(Collected data entries)
::::::::

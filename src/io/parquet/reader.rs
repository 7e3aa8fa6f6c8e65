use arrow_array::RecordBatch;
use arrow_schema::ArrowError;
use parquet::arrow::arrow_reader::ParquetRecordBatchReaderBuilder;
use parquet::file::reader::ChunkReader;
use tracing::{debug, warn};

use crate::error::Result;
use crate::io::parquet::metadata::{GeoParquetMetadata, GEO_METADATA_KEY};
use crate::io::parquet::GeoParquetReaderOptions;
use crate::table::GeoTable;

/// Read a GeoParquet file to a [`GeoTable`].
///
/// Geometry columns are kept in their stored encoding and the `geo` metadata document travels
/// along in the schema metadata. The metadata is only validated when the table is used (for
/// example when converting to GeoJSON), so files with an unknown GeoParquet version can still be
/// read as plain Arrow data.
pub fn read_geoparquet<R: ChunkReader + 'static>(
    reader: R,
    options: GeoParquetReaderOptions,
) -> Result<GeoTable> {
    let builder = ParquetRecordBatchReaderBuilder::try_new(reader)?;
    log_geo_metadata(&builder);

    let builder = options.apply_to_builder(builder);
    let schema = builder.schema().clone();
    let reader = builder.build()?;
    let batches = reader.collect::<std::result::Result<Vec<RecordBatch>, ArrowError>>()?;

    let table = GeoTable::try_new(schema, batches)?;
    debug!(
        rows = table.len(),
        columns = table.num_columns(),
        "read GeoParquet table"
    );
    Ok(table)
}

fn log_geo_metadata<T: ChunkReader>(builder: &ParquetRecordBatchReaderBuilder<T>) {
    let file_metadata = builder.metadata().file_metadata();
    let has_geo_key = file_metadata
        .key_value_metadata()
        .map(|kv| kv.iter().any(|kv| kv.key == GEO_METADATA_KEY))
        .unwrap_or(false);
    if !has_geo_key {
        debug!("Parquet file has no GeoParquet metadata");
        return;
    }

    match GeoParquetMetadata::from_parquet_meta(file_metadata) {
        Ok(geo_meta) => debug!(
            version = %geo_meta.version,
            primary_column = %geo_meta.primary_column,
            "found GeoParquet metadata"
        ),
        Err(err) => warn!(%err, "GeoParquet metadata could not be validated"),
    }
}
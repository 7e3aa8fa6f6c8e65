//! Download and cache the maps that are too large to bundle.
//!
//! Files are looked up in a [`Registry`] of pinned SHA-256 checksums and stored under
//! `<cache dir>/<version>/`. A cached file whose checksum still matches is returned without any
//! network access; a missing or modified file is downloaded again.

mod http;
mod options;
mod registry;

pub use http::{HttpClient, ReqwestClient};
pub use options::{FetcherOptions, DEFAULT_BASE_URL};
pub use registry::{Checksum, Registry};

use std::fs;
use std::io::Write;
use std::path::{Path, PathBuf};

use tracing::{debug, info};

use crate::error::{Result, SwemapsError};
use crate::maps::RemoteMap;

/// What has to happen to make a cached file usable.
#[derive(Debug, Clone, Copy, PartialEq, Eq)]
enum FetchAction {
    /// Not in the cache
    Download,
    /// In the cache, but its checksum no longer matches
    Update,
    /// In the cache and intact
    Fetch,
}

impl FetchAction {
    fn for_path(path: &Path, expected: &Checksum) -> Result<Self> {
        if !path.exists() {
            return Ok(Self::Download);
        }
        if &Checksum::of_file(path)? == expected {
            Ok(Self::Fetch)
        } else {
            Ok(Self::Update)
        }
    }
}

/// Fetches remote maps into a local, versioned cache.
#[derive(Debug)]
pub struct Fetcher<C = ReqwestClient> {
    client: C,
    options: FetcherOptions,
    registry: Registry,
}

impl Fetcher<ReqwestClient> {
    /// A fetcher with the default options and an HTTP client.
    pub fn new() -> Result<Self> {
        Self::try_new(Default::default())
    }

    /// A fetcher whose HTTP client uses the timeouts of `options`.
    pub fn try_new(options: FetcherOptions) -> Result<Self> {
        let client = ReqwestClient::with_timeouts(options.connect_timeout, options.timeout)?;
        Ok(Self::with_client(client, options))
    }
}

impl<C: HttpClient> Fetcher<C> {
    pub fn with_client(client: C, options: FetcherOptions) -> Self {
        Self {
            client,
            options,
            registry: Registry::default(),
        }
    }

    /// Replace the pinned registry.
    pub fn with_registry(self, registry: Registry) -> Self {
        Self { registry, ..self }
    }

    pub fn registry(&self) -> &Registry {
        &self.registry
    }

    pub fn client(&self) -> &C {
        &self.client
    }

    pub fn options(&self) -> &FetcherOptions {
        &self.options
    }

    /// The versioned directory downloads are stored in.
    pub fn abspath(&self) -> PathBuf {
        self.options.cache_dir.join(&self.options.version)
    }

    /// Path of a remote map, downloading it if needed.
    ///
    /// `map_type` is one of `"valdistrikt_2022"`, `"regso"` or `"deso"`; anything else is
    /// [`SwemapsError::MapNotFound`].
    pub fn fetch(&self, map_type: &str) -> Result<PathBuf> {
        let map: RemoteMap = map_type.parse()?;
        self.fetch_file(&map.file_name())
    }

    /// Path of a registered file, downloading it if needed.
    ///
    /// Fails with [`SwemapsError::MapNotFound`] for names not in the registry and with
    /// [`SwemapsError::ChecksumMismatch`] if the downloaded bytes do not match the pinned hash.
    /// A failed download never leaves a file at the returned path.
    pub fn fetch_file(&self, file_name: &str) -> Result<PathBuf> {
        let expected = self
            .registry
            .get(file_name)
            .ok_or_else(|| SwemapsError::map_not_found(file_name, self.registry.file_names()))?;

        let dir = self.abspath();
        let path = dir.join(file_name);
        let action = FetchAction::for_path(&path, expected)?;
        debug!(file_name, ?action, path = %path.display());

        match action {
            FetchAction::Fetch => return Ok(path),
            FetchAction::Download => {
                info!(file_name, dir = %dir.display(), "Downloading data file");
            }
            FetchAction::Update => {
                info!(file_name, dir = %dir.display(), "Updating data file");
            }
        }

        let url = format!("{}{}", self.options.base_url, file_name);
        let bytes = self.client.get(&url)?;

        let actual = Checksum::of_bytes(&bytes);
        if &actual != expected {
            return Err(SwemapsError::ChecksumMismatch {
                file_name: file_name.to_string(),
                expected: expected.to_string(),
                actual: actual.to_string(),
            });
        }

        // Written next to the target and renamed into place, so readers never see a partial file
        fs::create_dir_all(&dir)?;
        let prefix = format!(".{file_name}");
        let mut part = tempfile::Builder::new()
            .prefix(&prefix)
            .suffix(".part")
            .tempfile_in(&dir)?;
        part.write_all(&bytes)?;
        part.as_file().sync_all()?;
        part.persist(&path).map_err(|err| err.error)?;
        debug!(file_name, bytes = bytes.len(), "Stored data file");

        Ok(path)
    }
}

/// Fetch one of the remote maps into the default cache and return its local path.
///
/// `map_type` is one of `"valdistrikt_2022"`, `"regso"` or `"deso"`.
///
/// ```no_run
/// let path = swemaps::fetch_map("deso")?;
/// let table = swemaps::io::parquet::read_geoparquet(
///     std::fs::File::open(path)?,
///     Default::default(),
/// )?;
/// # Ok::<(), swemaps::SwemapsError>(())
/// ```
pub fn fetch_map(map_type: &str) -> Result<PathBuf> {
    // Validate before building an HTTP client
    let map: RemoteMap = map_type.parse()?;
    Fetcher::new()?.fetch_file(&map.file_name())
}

::::::::

◆ Your task:
Return every entry exactly as given.

◆ Answer for the task:
filename src/io/parquet/reader.rs
repository 7e3aa8fa6f6c8e65
use arrow_array::RecordBatch;
use arrow_schema::ArrowError;
use parquet::arrow::arrow_reader::ParquetRecordBatchReaderBuilder;
use parquet::file::reader::ChunkReader;
use tracing::{debug, warn};

use crate::error::Result;
use crate::io::parquet::metadata::{GeoParquetMetadata, GEO_METADATA_KEY};
use crate::io::parquet::GeoParquetReaderOptions;
use crate::table::GeoTable;

/// Read a GeoParquet file to a [`GeoTable`].
///
/// Geometry columns are kept in their stored encoding and the `geo` metadata document travels
/// along in the schema metadata. The metadata is only validated when the table is used (for
/// example when converting to GeoJSON), so files with an unknown GeoParquet version can still be
/// read as plain Arrow data.
pub fn read_geoparquet<R: ChunkReader + 'static>(
    reader: R,
    options: GeoParquetReaderOptions,
) -> Result<GeoTable> {
    let builder = ParquetRecordBatchReaderBuilder::try_new(reader)?;
    log_geo_metadata(&builder);

    let builder = options.apply_to_builder(builder);
    let schema = builder.schema().clone();
    let reader = builder.build()?;
    let batches = reader.collect::<std::result::Result<Vec<RecordBatch>, ArrowError>>()?;

    let table = GeoTable::try_new(schema, batches)?;
    debug!(
        rows = table.len(),
        columns = table.num_columns(),
        "read GeoParquet table"
    );
    Ok(table)
}

fn log_geo_metadata<T: ChunkReader>(builder: &ParquetRecordBatchReaderBuilder<T>) {
    let file_metadata = builder.metadata().file_metadata();
    let has_geo_key = file_metadata
        .key_value_metadata()
        .map(|kv| kv.iter().any(|kv| kv.key == GEO_METADATA_KEY))
        .unwrap_or(false);
    if !has_geo_key {
        debug!("Parquet file has no GeoParquet metadata");
        return;
    }

    match GeoParquetMetadata::from_parquet_meta(file_metadata) {
        Ok(geo_meta) => debug!(
            version = %geo_meta.version,
            primary_column = %geo_meta.primary_column,
            "found GeoParquet metadata"
        ),
        Err(err) => warn!(%err, "GeoParquet metadata could not be validated"),
    }
}
repository 7e3aa8fa6f6c8e65
//! Download and cache the maps that are too large to bundle.
//!
//! Files are looked up in a [`Registry`] of pinned SHA-256 checksums and stored under
//! `<cache dir>/<version>/`. A cached file whose checksum still matches is returned without any
//! network access; a missing or modified file is downloaded again.

mod http;
mod options;
mod registry;

pub use http::{HttpClient, ReqwestClient};
pub use options::{FetcherOptions, DEFAULT_BASE_URL};
pub use registry::{Checksum, Registry};

use std::fs;
use std::io::Write;
use std::path::{Path, PathBuf};

use tracing::{debug, info};

use crate::error::{Result, SwemapsError};
use crate::maps::RemoteMap;

/// What has to happen to make a cached file usable.
#[derive(Debug, Clone, Copy, PartialEq, Eq)]
enum FetchAction {
    /// Not in the cache
    Download,
    /// In the cache, but its checksum no longer matches
    Update,
    /// In the cache and intact
    Fetch,
}

impl FetchAction {
    fn for_path(path: &Path, expected: &Checksum) -> Result<Self> {
        if !path.exists() {
            return Ok(Self::Download);
        }
        if &Checksum::of_file(path)? == expected {
            Ok(Self::Fetch)
        } else {
            Ok(Self::Update)
        }
    }
}

/// Fetches remote maps into a local, versioned cache.
#[derive(Debug)]
pub struct Fetcher<C = ReqwestClient> {
    client: C,
    options: FetcherOptions,
    registry: Registry,
}

impl Fetcher<ReqwestClient> {
    /// A fetcher with the default options and an HTTP client.
    pub fn new() -> Result<Self> {
        Self::try_new(Default::default())
    }

    /// A fetcher whose HTTP client uses the timeouts of `options`.
    pub fn try_new(options: FetcherOptions) -> Result<Self> {
        let client = ReqwestClient::with_timeouts(options.connect_timeout, options.timeout)?;
        Ok(Self::with_client(client, options))
    }
}

impl<C: HttpClient> Fetcher<C> {
    pub fn with_client(client: C, options: FetcherOptions) -> Self {
        Self {
            client,
            options,
            registry: Registry::default(),
        }
    }

    /// Replace the pinned registry.
    pub fn with_registry(self, registry: Registry) -> Self {
        Self { registry, ..self }
    }

    pub fn registry(&self) -> &Registry {
        &self.registry
    }

    pub fn client(&self) -> &C {
        &self.client
    }

    pub fn options(&self) -> &FetcherOptions {
        &self.options
    }

    /// The versioned directory downloads are stored in.
    pub fn abspath(&self) -> PathBuf {
        self.options.cache_dir.join(&self.options.version)
    }

    /// Path of a remote map, downloading it if needed.
    ///
    /// `map_type` is one of `"valdistrikt_2022"`, `"regso"` or `"deso"`; anything else is
    /// [`SwemapsError::MapNotFound`].
    pub fn fetch(&self, map_type: &str) -> Result<PathBuf> {
        let map: RemoteMap = map_type.parse()?;
        self.fetch_file(&map.file_name())
    }

    /// Path of a registered file, downloading it if needed.
    ///
    /// Fails with [`SwemapsError::MapNotFound`] for names not in the registry and with
    /// [`SwemapsError::ChecksumMismatch`] if the downloaded bytes do not match the pinned hash.
    /// A failed download never leaves a file at the returned path.
    pub fn fetch_file(&self, file_name: &str) -> Result<PathBuf> {
        let expected = self
            .registry
            .get(file_name)
            .ok_or_else(|| SwemapsError::map_not_found(file_name, self.registry.file_names()))?;

        let dir = self.abspath();
        let path = dir.join(file_name);
        let action = FetchAction::for_path(&path, expected)?;
        debug!(file_name, ?action, path = %path.display());

        match action {
            FetchAction::Fetch => return Ok(path),
            FetchAction::Download => {
                info!(file_name, dir = %dir.display(), "Downloading data file");
            }
            FetchAction::Update => {
                info!(file_name, dir = %dir.display(), "Updating data file");
            }
        }

        let url = format!("{}{}", self.options.base_url, file_name);
        let bytes = self.client.get(&url)?;

        let actual = Checksum::of_bytes(&bytes);
        if &actual != expected {
            return Err(SwemapsError::ChecksumMismatch {
                file_name: file_name.to_string(),
                expected: expected.to_string(),
                actual: actual.to_string(),
            });
        }

        // Written next to the target and renamed into place, so readers never see a partial file
        fs::create_dir_all(&dir)?;
        let prefix = format!(".{file_name}");
        let mut part = tempfile::Builder::new()
            .prefix(&prefix)
            .suffix(".part")
            .tempfile_in(&dir)?;
        part.write_all(&bytes)?;
        part.as_file().sync_all()?;
        part.persist(&path).map_err(|err| err.error)?;
        debug!(file_name, bytes = bytes.len(), "Stored data file");

        Ok(path)
    }
}

/// Fetch one of the remote maps into the default cache and return its local path.
///
/// `map_type` is one of `"valdistrikt_2022"`, `"regso"` or `"deso"`.
///
/// ```no_run
/// let path = swemaps::fetch_map("deso")?;
/// let table = swemaps::io::parquet::read_geoparquet(
///     std::fs::File::open(path)?,
///     Default::default(),
/// )?;
/// # Ok::<(), swemaps::SwemapsError>(())
/// ```
pub fn fetch_map(map_type: &str) -> Result<PathBuf> {
    // Validate before building an HTTP client
    let map: RemoteMap = map_type.parse()?;
    Fetcher::new()?.fetch_file(&map.file_name())
}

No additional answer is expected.